その心は --> とらないと心地悪いけれど、とっても食えない

あまりにも有名な問答ですが、全くシャレになっていません。 素粒子理論という分野は、その性質上当然と言えば当然なのですが、 研究がつづけられるような就職口が極めて少なく、 博士課程を修了してすぐに大学や研究機関に就職できる確率はほぼゼロ です。この事情は全国的(じつは全世界的でもある)なもので、 この道で生きていこうと志すひとは一般に、博士号をとったあと、 (運と業績があれば)研究員や任期付きの助手など、何らかの一時的な身分を 手にいれて、あるいは出身の研究室にとどまり、またあるいはそこを飛び 出して別の大学・研究機関に移ってゆきます。そしていつか安定した職を手に いれるべく、さらに研究に打ち込み、業績を積み上げます。あまり言いたく ないですが、結構いいトシになってしまったりもします。 要するに、学生でいる期間が終ってもまだその上(ポスト・ドクター、略して PD)がある、ということです。
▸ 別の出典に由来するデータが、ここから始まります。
//! Character agent orchestrator.
//!
//! Drives one query through the pipeline: load history, retrieve passages,
//! assemble the prompt, generate (with a bounded knowledge-search tool
//! loop), persist the exchange, return the final text. Every failure is
//! typed with the stage it occurred in; a storage failure after successful
//! generation is downgraded to a warning so the answer is never lost.

use std::sync::Arc;
use thiserror::Error;

use crate::config::Config;
use crate::generate::{ChatMessage, Completion, Generator, ToolCall, ToolSpec};
use crate::models::{RetrievedPassage, Role, Turn};
use crate::prompt::{self, PromptInputs};
use crate::provider::ProviderError;
use crate::retrieve::{Retriever, SearchError, SearchMode};
use crate::session::{SessionStore, StoreError};

/// Name of the retrieval tool offered to the model.
pub const SEARCH_TOOL: &str = "search_knowledge";

/// Pipeline stage a failure occurred in.
#[derive(Debug, Clone, Copy, PartialEq, Eq)]
pub enum Stage {
    History,
    Retrieval,
    Generation,
    ToolCall,
    Persist,
}

impl std::fmt::Display for Stage {
    fn fmt(&self, f: &mut std::fmt::Formatter<'_>) -> std::fmt::Result {
        let name = match self {
            Stage::History => "history",
            Stage::Retrieval => "retrieval",
            Stage::Generation => "generation",
            Stage::ToolCall => "tool call",
            Stage::Persist => "persist",
        };
        f.write_str(name)
    }
}

#[derive(Debug, Error)]
pub enum AgentError {
    #[error("provider failure during {stage}: {source}")]
    Provider {
        stage: Stage,
        #[source]
        source: ProviderError,
    },

    #[error("retrieval failure during {stage}: {source}")]
    Search {
        stage: Stage,
        #[source]
        source: SearchError,
    },

    #[error("storage failure during {stage}: {source}")]
    Storage {
        stage: Stage,
        #[source]
        source: StoreError,
    },
}

/// Immutable per-process agent configuration, built once at startup.
#[derive(Debug, Clone)]
pub struct AgentConfig {
    pub persona: String,
    pub instructions: String,
    pub session_id: String,
    pub include_history: bool,
    pub max_history_turns: usize,
    pub retrieval_mode: SearchMode,
    pub top_k: usize,
    pub max_tool_calls: usize,
}

impl AgentConfig {
    pub fn from_config(config: &Config) -> Self {
        let mut mode = SearchMode::parse(&config.retrieval.mode).unwrap_or(SearchMode::Hybrid);
        if !config.embedding.is_enabled() && mode != SearchMode::Keyword {
            tracing::warn!(
                requested = mode.as_str(),
                "embedding provider disabled, falling back to keyword retrieval"
            );
            mode = SearchMode::Keyword;
        }

        Self {
            persona: config.persona.description.clone(),
            instructions: config.persona.instructions.clone(),
            session_id: config.session.id.clone(),
            include_history: config.session.include_history,
            max_history_turns: config.session.max_history_turns,
            retrieval_mode: mode,
            top_k: config.retrieval.top_k,
            max_tool_calls: config.model.max_tool_calls,
        }
    }
}

/// The orchestrator's answer for one turn.
#[derive(Debug)]
pub struct TurnReply {
    pub text: String,
    /// Set when the exchange could not be persisted; the answer itself is
    /// still valid.
    pub storage_warning: Option<String>,
}

/// Coordinates retriever, generator, and session store for one character.
pub struct CharacterAgent {
    retriever: Retriever,
    generator: Arc<dyn Generator>,
    sessions: SessionStore,
    config: AgentConfig,
}

impl CharacterAgent {
    pub fn new(
        retriever: Retriever,
        generator: Arc<dyn Generator>,
        sessions: SessionStore,
        config: AgentConfig,
    ) -> Self {
        Self {
            retriever,
            generator,
            sessions,
            config,
        }
    }

    /// Answer one user query in character.
    pub async fn respond(&self, character: &str, user_text: &str) -> Result<TurnReply, AgentError> {
        let history = self.load_history().await?;
        let passages = self.retrieve(user_text).await?;

        let mut messages = prompt::assemble(&PromptInputs {
            persona: &self.config.persona,
            instructions: &self.config.instructions,
            character,
            passages: &passages,
            history: &history,
            user_text,
        });

        let text = self.generate(&mut messages).await?;

        let storage_warning = match self.persist(user_text, &text).await {
            Ok(()) => None,
            Err(e) => {
                tracing::warn!(error = %e, "failed to persist turn");
                Some(format!("turn not saved to history: {e}"))
            }
        };

        Ok(TurnReply {
            text,
            storage_warning,
        })
    }

    async fn load_history(&self) -> Result<Vec<Turn>, AgentError> {
        if !self.config.include_history {
            return Ok(Vec::new());
        }

        let mut turns = self
            .sessions
            .load(&self.config.session_id)
            .await
            .map_err(|source| AgentError::Storage {
                stage: Stage::History,
                source,
            })?;

        if turns.len() > self.config.max_history_turns {
            turns = turns.split_off(turns.len() - self.config.max_history_turns);
        }

        Ok(turns)
    }

    /// Retrieve context for the raw user text. An empty index degrades to
    /// an empty context instead of failing the turn.
    async fn retrieve(&self, query: &str) -> Result<Vec<RetrievedPassage>, AgentError> {
        match self
            .retriever
            .search(query, self.config.top_k, self.config.retrieval_mode)
            .await
        {
            Ok(passages) => Ok(passages),
            Err(SearchError::EmptyIndex) => {
                tracing::debug!("knowledge index is empty, continuing without context");
                Ok(Vec::new())
            }
            Err(SearchError::Provider(source)) => Err(AgentError::Provider {
                stage: Stage::Retrieval,
                source,
            }),
            Err(source) => Err(AgentError::Search {
                stage: Stage::Retrieval,
                source,
            }),
        }
    }

    /// Run the generation loop, executing knowledge-search tool calls until
    /// the model answers or the per-turn bound is reached.
    async fn generate(&self, messages: &mut Vec<ChatMessage>) -> Result<String, AgentError> {
        let tools = [self.search_tool_spec()];

        let mut completion = self.complete(messages, &tools).await?;
        let mut executed = 0usize;

        while !completion.tool_calls.is_empty() {
            if executed >= self.config.max_tool_calls {
                tracing::debug!(
                    executed,
                    "tool-call budget exhausted, forcing a final answer"
                );
                completion = self.complete(messages, &[]).await?;
                break;
            }

            messages.push(ChatMessage {
                role: "assistant".to_string(),
                content: completion.text.clone(),
                tool_calls: completion.tool_calls.clone(),
                tool_call_id: None,
            });

            for call in &completion.tool_calls {
                tracing::debug!(tool = %call.name, args = %call.arguments, "executing tool call");
                let result = self.execute_tool(call).await?;
                messages.push(ChatMessage::tool(call.id.clone(), result));
                executed += 1;
            }

            completion = self.complete(messages, &tools).await?;
        }

        Ok(completion.text.unwrap_or_default())
    }

    async fn complete(
        &self,
        messages: &[ChatMessage],
        tools: &[ToolSpec],
    ) -> Result<Completion, AgentError> {
        self.generator
            .complete(messages, tools)
            .await
            .map_err(|source| AgentError::Provider {
                stage: Stage::Generation,
                source,
            })
    }

    /// Execute one model-requested tool call. Malformed arguments and an
    /// empty index are reported back to the model as tool output; provider
    /// failures abort the turn.
    async fn execute_tool(&self, call: &ToolCall) -> Result<String, AgentError> {
        if call.name != SEARCH_TOOL {
            return Ok(format!("unknown tool: {}", call.name));
        }

        let args: serde_json::Value = match serde_json::from_str(&call.arguments) {
            Ok(v) => v,
            Err(e) => return Ok(format!("invalid tool arguments: {e}")),
        };

        let query = match args.get("query").and_then(|q| q.as_str()) {
            Some(q) if !q.trim().is_empty() => q.to_string(),
            _ => return Ok("invalid tool arguments: 'query' is required".to_string()),
        };

        let limit = args
            .get("limit")
            .and_then(|l| l.as_u64())
            .map(|l| l as usize)
            .unwrap_or(self.config.top_k);

        match self
            .retriever
            .search(&query, limit, self.config.retrieval_mode)
            .await
        {
            Ok(passages) if passages.is_empty() => Ok("no matching passages".to_string()),
            Ok(passages) => Ok(prompt::render_passages(&passages)),
            Err(SearchError::EmptyIndex) => Ok("the knowledge base is empty".to_string()),
            Err(SearchError::InvalidQuery(e)) => Ok(format!("invalid query: {e}")),
            Err(SearchError::Provider(source)) => Err(AgentError::Provider {
                stage: Stage::ToolCall,
                source,
            }),
            Err(source) => Err(AgentError::Search {
                stage: Stage::ToolCall,
                source,
            }),
        }
    }

    /// Append both turns of the exchange. Called only after generation
    /// succeeded, so a failed turn never writes a half-pair into history.
    async fn persist(&self, user_text: &str, reply: &str) -> Result<(), StoreError> {
        self.sessions
            .append(&self.config.session_id, Role::User, user_text)
            .await?;
        self.sessions
            .append(&self.config.session_id, Role::Assistant, reply)
            .await
    }

    fn search_tool_spec(&self) -> ToolSpec {
        ToolSpec {
            name: SEARCH_TOOL.to_string(),
            description: "Search the novel for passages relevant to a query. \
Use specific, focused queries such as direct quotes, scenes, or events."
                .to_string(),
            parameters: serde_json::json!({
                "type": "object",
                "properties": {
                    "query": { "type": "string", "description": "Search query" },
                    "limit": { "type": "integer", "description": "Max passages", "default": self.config.top_k }
                },
                "required": ["query"]
            }),
        }
    }
}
将来の不安にちょっとおびえ、それでも結構楽しく、時には酒を飲んで 狼藉を働き、じつは大きな夢だってもっている、

そんな僕たちを待ち受けている運命や如何に。


最後に

いろいろ書いてきましたが、読み返してみるとなんだかバランスが悪い 内容になっていることに気がつきました。でも”バランスの良い”説明などはどうせ 平均でしかなく、真実に近いとは限らないと思います。これで許してください。 よろしければ、ご意見ご感想をお寄せください。